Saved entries

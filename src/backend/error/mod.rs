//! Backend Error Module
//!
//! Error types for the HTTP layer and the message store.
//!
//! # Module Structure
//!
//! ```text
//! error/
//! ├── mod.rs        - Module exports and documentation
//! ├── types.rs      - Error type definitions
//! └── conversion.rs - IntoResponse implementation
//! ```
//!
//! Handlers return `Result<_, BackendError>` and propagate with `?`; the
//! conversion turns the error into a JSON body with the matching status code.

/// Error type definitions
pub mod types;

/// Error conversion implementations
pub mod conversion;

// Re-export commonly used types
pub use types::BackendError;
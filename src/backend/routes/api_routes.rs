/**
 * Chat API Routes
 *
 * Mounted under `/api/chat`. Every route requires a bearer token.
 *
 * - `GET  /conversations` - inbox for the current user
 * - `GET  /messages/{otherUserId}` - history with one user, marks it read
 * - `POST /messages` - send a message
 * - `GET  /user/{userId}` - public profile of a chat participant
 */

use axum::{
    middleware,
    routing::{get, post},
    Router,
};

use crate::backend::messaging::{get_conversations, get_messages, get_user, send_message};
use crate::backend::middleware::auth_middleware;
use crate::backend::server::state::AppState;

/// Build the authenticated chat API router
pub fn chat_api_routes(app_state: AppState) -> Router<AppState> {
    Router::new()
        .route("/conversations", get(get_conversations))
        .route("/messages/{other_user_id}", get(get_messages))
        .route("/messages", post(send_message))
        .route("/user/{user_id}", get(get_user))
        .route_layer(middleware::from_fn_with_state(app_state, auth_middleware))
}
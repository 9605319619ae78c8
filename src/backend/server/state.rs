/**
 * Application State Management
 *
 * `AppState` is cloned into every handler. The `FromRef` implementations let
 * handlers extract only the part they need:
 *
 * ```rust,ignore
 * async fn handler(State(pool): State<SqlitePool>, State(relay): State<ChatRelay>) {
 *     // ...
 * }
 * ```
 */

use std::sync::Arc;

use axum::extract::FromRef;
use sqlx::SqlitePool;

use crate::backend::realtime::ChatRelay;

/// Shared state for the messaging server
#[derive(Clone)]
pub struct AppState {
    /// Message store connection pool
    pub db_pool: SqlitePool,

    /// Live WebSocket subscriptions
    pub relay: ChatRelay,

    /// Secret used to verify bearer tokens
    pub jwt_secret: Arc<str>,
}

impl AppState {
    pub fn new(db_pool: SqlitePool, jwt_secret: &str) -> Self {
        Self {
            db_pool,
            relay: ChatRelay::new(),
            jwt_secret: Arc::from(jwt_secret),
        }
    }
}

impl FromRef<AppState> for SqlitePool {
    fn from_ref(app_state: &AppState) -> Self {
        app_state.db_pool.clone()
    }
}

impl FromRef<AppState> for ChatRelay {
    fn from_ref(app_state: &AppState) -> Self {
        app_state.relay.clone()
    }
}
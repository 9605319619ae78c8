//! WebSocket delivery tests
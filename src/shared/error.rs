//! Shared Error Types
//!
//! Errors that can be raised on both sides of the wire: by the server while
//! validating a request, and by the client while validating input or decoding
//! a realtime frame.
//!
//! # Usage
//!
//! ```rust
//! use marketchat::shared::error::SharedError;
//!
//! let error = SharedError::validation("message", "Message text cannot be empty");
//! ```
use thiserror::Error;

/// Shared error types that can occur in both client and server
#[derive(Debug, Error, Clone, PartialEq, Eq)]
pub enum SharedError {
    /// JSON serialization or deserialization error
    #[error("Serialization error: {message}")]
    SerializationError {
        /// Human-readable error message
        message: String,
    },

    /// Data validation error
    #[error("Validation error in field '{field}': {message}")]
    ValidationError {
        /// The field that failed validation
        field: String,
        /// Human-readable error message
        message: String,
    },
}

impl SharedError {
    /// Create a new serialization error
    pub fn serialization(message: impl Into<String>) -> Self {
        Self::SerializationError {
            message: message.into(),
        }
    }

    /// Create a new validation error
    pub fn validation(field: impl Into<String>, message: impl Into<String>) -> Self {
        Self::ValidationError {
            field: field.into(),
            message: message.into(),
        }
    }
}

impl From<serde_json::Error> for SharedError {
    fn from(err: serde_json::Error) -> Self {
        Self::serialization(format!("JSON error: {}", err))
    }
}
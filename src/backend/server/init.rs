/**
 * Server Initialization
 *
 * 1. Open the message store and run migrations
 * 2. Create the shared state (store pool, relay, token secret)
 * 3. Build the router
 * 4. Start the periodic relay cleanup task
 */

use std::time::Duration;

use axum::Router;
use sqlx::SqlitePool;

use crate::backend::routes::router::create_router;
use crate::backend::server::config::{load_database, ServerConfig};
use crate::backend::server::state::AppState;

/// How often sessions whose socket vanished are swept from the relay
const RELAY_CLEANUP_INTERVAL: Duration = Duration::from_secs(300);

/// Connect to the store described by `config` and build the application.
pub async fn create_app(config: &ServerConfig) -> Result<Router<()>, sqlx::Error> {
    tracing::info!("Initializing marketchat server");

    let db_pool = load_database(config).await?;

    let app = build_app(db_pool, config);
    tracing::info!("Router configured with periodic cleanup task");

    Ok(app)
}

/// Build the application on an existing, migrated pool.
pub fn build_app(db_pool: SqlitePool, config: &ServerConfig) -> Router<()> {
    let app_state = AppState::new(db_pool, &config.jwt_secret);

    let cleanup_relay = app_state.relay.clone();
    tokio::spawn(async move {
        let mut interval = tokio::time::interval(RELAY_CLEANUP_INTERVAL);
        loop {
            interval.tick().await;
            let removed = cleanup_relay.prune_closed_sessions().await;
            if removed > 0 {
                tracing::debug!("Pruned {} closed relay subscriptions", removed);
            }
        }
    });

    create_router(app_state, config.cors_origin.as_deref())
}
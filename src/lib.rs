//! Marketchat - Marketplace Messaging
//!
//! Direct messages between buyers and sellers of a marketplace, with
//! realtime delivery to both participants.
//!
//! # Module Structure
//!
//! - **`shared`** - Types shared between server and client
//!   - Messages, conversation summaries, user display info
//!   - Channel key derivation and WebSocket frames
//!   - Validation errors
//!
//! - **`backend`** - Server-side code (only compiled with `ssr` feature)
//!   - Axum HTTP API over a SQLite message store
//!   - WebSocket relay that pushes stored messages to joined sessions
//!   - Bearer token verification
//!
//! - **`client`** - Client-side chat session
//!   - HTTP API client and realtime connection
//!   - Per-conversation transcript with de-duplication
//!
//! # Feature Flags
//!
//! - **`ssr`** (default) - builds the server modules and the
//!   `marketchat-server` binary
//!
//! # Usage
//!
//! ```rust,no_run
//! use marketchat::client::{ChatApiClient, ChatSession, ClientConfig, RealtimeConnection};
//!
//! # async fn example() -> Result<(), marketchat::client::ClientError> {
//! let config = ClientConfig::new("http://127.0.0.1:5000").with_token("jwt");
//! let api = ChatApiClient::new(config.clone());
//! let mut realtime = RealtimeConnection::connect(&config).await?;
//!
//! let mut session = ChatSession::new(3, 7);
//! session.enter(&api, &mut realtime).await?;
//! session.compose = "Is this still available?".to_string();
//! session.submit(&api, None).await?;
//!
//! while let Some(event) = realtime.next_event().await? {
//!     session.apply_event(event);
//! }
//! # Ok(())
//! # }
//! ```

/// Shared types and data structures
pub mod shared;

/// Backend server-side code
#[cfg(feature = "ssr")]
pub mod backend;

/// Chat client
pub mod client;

...

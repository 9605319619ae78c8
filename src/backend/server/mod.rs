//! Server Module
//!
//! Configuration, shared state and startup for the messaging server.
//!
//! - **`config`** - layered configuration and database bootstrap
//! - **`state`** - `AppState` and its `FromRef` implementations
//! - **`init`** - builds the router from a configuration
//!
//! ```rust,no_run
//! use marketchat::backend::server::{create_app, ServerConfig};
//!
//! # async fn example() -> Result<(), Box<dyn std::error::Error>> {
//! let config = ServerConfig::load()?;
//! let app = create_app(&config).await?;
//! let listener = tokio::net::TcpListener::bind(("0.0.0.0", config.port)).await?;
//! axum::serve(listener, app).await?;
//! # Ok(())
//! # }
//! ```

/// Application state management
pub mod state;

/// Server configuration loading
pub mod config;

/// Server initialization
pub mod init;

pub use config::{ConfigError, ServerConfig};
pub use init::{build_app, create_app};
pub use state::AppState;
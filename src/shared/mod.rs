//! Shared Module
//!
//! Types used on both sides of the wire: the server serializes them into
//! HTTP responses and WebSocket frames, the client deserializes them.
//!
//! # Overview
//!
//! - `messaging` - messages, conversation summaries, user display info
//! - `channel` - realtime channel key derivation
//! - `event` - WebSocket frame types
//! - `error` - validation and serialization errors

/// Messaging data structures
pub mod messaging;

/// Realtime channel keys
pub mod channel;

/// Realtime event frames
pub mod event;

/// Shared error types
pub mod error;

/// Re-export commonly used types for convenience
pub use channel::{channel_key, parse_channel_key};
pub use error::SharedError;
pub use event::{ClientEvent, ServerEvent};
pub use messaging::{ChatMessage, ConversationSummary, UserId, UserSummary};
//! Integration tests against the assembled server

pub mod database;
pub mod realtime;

What needs to be done
Your reply is to repeat, unchanged, the lines above running from the one with "store connection pool" up to and including the one with "impl FromRef<AppState> for SqlitePool".

Task output
    /// Message store connection pool
    pub db_pool: SqlitePool,

    /// Live WebSocket subscriptions
    pub relay: ChatRelay,

    /// Secret used to verify bearer tokens
    pub jwt_secret: Arc<str>,
}

impl AppState {
    pub fn new(db_pool: SqlitePool, jwt_secret: &str) -> Self {
        Self {
            db_pool,
            relay: ChatRelay::new(),
            jwt_secret: Arc::from(jwt_secret),
        }
    }
}

impl FromRef<AppState> for SqlitePool {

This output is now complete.